WORK REQUEST: Copy exactly the stretch of data below from the line with "use axum::body::Body;" through the line with "never mutated afterwards.", including both of those lines.
◆ ◆ ◆
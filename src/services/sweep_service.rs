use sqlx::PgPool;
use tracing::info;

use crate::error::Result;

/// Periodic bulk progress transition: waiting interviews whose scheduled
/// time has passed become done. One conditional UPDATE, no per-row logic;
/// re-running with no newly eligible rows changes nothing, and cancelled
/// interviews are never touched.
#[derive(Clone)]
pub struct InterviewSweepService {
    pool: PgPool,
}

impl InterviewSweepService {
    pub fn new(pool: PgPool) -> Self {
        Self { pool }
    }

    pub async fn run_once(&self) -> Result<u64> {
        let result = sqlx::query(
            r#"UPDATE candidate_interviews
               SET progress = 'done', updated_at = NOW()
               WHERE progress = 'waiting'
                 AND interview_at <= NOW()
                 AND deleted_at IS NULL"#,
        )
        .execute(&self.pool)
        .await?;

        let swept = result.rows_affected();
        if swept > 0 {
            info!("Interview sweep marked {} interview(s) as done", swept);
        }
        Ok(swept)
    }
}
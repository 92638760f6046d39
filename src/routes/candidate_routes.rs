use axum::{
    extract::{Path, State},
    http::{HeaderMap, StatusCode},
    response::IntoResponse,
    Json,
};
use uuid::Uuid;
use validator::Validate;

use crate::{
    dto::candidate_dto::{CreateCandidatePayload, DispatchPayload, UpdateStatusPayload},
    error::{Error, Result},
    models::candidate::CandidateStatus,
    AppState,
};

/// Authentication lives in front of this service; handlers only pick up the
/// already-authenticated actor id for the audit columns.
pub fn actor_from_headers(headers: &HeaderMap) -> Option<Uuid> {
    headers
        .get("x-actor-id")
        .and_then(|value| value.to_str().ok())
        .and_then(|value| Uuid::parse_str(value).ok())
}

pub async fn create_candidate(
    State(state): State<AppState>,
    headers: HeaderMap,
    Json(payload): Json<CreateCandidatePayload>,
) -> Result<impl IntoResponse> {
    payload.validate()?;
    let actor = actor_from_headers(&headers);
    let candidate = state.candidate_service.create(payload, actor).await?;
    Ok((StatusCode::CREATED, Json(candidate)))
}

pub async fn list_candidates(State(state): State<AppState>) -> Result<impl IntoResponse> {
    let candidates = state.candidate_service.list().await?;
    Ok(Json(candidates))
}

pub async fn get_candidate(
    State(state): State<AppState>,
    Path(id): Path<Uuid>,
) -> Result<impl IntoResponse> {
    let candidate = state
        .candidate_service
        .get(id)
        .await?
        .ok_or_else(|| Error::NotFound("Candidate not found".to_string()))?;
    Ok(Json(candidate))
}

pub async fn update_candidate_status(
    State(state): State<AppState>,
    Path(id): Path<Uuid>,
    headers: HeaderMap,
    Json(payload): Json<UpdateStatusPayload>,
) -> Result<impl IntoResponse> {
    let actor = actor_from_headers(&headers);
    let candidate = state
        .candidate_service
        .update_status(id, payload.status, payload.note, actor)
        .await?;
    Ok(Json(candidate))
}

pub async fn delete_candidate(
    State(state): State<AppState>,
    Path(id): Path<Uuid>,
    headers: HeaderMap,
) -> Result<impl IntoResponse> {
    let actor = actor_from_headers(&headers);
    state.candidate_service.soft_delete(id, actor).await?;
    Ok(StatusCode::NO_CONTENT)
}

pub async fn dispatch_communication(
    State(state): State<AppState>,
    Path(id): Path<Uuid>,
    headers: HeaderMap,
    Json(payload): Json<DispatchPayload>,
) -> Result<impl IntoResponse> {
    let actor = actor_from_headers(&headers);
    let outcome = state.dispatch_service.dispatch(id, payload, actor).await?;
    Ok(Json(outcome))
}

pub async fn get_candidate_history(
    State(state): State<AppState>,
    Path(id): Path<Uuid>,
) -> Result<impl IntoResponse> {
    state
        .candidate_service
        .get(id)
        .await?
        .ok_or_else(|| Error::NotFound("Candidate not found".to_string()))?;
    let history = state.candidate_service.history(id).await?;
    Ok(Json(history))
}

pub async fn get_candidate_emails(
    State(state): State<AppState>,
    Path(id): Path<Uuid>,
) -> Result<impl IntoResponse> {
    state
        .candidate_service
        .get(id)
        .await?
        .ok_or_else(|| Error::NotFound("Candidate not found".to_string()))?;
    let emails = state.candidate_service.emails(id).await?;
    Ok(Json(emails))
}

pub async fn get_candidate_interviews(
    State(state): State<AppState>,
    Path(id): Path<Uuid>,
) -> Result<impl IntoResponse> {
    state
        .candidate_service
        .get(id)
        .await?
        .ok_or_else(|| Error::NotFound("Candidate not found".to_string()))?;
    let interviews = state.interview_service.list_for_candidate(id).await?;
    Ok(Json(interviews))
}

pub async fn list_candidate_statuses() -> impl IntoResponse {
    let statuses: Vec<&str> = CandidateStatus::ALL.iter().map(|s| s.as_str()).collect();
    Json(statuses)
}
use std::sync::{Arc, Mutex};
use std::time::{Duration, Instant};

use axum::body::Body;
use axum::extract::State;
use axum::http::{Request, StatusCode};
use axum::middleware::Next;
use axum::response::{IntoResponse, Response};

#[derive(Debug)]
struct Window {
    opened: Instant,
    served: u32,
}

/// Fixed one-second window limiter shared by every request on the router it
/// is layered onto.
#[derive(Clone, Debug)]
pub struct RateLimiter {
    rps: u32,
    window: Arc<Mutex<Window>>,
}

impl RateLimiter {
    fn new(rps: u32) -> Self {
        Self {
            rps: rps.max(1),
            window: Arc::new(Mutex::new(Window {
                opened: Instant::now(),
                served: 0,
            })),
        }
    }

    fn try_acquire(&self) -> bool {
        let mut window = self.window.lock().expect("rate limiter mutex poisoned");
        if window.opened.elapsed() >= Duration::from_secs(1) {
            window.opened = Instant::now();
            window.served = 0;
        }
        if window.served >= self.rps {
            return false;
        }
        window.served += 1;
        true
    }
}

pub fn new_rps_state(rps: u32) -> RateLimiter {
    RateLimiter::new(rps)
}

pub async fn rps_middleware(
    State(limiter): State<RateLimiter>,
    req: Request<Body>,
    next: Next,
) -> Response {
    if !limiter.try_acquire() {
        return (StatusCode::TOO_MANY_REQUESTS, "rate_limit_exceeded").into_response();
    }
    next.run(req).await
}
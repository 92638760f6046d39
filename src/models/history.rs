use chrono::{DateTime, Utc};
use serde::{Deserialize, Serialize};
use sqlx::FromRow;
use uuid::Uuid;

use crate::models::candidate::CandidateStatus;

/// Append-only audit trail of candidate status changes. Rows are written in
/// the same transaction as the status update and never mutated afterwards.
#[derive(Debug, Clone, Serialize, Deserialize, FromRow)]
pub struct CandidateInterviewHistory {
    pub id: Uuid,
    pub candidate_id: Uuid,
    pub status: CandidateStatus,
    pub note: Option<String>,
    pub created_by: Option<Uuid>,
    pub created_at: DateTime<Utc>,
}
◆ ◆ ◆
RESULT BELOW:
use axum::body::Body;
use axum::extract::State;
use axum::http::{Request, StatusCode};
use axum::middleware::Next;
use axum::response::{IntoResponse, Response};

#[derive(Debug)]
struct Window {
    opened: Instant,
    served: u32,
}

/// Fixed one-second window limiter shared by every request on the router it
/// is layered onto.
#[derive(Clone, Debug)]
pub struct RateLimiter {
    rps: u32,
    window: Arc<Mutex<Window>>,
}

impl RateLimiter {
    fn new(rps: u32) -> Self {
        Self {
            rps: rps.max(1),
            window: Arc::new(Mutex::new(Window {
                opened: Instant::now(),
                served: 0,
            })),
        }
    }

    fn try_acquire(&self) -> bool {
        let mut window = self.window.lock().expect("rate limiter mutex poisoned");
        if window.opened.elapsed() >= Duration::from_secs(1) {
            window.opened = Instant::now();
            window.served = 0;
        }
        if window.served >= self.rps {
            return false;
        }
        window.served += 1;
        true
    }
}

pub fn new_rps_state(rps: u32) -> RateLimiter {
    RateLimiter::new(rps)
}

pub async fn rps_middleware(
    State(limiter): State<RateLimiter>,
    req: Request<Body>,
    next: Next,
) -> Response {
    if !limiter.try_acquire() {
        return (StatusCode::TOO_MANY_REQUESTS, "rate_limit_exceeded").into_response();
    }
    next.run(req).await
}
repository 92638760f6046d39
filename src/models/history.rs
use chrono::{DateTime, Utc};
use serde::{Deserialize, Serialize};
use sqlx::FromRow;
use uuid::Uuid;

use crate::models::candidate::CandidateStatus;

/// Append-only audit trail of candidate status changes. Rows are written in
/// the same transaction as the status update and never mutated afterwards.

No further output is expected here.